#### Task prompt:
Find every line containing "crate" in the records below and report the tally as a bare number.

#### Listed records:
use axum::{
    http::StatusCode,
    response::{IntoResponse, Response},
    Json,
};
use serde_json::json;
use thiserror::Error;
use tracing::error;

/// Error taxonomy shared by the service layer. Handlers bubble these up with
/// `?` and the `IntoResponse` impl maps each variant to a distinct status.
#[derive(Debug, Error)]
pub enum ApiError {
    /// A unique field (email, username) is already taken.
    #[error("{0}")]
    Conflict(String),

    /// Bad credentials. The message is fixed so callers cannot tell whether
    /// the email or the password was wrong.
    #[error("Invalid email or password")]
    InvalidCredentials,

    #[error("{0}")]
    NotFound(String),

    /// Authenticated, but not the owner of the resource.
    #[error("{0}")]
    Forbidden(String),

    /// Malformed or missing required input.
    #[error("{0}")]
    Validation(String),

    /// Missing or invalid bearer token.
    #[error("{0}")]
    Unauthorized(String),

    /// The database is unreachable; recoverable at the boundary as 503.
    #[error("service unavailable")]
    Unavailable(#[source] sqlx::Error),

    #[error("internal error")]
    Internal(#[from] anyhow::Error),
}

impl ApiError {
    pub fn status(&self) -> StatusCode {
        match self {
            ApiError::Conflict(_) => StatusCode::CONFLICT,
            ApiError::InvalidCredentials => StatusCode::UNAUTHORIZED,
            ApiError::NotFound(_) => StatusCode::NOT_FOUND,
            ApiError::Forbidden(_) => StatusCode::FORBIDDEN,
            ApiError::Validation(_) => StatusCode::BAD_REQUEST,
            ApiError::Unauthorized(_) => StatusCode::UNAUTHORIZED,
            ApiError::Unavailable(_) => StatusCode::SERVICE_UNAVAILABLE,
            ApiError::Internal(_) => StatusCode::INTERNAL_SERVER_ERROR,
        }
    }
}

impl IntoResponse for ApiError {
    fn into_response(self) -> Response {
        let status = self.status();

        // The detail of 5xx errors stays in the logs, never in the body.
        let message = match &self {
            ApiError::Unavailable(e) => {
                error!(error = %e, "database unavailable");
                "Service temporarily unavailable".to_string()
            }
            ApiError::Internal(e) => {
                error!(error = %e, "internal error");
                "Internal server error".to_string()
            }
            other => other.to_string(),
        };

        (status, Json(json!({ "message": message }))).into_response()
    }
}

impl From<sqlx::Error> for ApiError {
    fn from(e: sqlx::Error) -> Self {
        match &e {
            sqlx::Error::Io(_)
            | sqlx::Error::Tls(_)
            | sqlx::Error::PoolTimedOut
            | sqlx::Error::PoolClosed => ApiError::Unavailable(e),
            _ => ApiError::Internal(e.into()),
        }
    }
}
--
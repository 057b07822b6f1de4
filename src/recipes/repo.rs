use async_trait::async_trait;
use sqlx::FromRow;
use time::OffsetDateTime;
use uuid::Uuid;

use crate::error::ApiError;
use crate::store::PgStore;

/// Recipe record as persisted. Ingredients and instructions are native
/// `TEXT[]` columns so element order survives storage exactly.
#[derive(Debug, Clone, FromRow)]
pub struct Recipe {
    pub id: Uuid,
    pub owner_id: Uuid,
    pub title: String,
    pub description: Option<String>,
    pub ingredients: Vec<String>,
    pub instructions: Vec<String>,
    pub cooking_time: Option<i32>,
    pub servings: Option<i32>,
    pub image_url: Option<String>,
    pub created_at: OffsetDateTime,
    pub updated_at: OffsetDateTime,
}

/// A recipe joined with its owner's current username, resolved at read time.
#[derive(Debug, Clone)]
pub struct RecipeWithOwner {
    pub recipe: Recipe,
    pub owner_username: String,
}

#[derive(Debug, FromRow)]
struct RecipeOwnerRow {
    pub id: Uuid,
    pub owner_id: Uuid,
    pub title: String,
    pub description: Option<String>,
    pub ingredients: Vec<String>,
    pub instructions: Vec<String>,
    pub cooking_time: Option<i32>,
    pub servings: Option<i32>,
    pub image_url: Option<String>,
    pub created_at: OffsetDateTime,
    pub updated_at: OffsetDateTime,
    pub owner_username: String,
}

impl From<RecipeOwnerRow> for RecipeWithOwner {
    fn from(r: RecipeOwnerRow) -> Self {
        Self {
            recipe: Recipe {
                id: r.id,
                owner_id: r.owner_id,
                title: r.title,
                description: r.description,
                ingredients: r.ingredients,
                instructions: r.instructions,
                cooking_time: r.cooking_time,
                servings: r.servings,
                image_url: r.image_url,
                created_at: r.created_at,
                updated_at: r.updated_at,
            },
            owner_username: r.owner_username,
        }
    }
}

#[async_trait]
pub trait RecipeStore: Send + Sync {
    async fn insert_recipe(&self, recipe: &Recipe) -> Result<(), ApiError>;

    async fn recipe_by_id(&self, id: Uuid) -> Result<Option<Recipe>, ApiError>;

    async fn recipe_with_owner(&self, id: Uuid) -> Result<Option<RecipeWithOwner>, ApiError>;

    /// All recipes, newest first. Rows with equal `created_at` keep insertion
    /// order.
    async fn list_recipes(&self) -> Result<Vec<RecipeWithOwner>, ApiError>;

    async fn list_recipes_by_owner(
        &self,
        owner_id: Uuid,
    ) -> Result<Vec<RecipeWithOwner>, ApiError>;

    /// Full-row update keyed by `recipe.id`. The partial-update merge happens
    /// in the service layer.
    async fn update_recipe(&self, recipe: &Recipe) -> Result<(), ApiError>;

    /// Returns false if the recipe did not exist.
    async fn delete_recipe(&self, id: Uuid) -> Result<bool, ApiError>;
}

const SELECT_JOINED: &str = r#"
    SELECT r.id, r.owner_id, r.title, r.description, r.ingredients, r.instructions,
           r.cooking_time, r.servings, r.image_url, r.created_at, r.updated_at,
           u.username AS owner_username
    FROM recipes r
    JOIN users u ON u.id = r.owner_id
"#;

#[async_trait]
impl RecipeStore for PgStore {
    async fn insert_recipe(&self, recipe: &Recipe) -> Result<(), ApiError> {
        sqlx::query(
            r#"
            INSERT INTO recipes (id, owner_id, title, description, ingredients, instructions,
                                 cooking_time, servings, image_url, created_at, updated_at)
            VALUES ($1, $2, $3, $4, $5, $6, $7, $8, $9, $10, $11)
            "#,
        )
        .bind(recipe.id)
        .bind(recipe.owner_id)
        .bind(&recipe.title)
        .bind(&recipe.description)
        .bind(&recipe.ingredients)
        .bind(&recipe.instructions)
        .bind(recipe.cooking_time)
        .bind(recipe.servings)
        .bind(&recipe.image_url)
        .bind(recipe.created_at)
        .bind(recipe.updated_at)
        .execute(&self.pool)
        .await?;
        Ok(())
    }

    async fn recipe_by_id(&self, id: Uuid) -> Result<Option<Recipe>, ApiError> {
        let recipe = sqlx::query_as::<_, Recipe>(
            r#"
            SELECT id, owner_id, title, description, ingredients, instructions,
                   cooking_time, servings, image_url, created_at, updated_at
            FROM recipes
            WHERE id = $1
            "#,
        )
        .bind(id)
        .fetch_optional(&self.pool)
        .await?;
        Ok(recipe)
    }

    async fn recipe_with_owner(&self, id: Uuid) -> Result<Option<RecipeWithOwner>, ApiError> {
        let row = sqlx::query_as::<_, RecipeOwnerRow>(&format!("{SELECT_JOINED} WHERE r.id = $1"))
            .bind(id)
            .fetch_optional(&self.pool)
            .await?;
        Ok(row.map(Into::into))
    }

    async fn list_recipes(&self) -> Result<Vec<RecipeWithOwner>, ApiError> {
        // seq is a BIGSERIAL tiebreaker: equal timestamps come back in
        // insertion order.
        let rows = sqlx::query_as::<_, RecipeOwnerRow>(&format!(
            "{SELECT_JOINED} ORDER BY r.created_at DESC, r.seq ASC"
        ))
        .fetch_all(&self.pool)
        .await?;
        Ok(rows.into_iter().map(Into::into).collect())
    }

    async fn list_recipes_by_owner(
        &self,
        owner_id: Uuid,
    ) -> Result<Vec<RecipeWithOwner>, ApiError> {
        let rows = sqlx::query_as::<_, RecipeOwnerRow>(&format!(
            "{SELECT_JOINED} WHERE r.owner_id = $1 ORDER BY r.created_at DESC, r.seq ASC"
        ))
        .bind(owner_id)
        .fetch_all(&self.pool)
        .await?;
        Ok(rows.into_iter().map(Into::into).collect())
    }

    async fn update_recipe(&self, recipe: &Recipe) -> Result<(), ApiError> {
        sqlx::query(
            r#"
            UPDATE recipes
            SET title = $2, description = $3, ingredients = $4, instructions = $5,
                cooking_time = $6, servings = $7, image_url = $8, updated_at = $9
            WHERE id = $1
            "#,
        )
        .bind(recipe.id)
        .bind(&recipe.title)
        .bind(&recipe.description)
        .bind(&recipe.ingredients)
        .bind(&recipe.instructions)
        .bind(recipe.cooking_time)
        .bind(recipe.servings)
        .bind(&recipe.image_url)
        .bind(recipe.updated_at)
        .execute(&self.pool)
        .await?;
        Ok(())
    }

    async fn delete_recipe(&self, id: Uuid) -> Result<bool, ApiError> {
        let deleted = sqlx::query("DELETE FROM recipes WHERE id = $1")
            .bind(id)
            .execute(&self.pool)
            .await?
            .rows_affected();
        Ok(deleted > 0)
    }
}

#### Exercise result:
2